____ Source information
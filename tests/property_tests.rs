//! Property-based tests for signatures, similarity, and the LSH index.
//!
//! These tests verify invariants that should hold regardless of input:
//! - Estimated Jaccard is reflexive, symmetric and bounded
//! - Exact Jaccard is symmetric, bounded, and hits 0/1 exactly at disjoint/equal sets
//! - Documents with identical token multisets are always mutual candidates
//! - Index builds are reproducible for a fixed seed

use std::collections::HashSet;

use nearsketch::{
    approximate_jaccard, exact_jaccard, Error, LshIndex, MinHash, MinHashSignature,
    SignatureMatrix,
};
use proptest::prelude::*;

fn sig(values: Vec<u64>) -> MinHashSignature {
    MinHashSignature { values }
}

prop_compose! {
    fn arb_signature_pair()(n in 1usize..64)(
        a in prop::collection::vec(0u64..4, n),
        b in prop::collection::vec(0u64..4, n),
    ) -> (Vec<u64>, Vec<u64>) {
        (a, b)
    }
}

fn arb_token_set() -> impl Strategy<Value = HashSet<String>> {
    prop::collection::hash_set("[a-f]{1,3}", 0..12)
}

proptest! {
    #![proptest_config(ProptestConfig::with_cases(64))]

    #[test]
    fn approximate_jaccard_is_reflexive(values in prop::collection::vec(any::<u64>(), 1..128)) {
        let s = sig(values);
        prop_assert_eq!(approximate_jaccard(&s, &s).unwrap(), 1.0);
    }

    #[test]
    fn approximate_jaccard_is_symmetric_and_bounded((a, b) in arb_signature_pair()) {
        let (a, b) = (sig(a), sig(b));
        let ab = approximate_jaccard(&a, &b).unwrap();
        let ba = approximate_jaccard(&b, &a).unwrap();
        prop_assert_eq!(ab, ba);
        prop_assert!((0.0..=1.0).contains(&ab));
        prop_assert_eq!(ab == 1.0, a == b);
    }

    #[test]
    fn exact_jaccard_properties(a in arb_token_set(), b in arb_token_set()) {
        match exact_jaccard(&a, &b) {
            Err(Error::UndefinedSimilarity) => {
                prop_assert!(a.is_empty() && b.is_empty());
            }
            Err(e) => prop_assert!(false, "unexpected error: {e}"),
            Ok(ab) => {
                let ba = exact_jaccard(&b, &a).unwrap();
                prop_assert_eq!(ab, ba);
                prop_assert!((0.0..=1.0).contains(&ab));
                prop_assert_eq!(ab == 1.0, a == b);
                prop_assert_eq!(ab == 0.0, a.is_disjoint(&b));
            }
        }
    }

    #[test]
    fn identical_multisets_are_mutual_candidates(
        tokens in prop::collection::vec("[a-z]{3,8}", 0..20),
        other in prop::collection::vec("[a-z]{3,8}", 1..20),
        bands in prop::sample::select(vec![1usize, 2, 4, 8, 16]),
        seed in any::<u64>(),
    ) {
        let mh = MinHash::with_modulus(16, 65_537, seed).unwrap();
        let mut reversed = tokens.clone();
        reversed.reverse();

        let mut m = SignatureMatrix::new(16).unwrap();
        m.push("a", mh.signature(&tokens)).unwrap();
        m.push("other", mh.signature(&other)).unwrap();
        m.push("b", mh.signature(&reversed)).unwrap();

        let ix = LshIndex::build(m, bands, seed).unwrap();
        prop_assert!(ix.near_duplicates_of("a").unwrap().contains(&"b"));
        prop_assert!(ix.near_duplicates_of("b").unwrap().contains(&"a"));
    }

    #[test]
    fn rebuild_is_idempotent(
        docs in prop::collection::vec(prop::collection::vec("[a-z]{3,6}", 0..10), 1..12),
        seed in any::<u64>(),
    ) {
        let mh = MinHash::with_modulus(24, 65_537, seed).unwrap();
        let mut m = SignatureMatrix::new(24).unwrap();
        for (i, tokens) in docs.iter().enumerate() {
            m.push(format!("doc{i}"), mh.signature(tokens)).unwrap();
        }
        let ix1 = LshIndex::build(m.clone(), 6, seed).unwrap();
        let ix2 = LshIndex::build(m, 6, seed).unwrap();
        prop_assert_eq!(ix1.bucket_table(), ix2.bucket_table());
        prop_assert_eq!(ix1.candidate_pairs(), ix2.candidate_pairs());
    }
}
________
Task directions:
Would you please repeat exactly the lines above, starting at the line with "let ab = approximate_jaccard(&a, &b).unwrap();" and stopping at the line with "match exact_jaccard(&a, &b)", both included?

Answer to the problem:
        let ab = approximate_jaccard(&a, &b).unwrap();
        let ba = approximate_jaccard(&b, &a).unwrap();
        prop_assert_eq!(ab, ba);
        prop_assert!((0.0..=1.0).contains(&ab));
        prop_assert_eq!(ab == 1.0, a == b);
    }

    #[test]
    fn exact_jaccard_properties(a in arb_token_set(), b in arb_token_set()) {
        match exact_jaccard(&a, &b) {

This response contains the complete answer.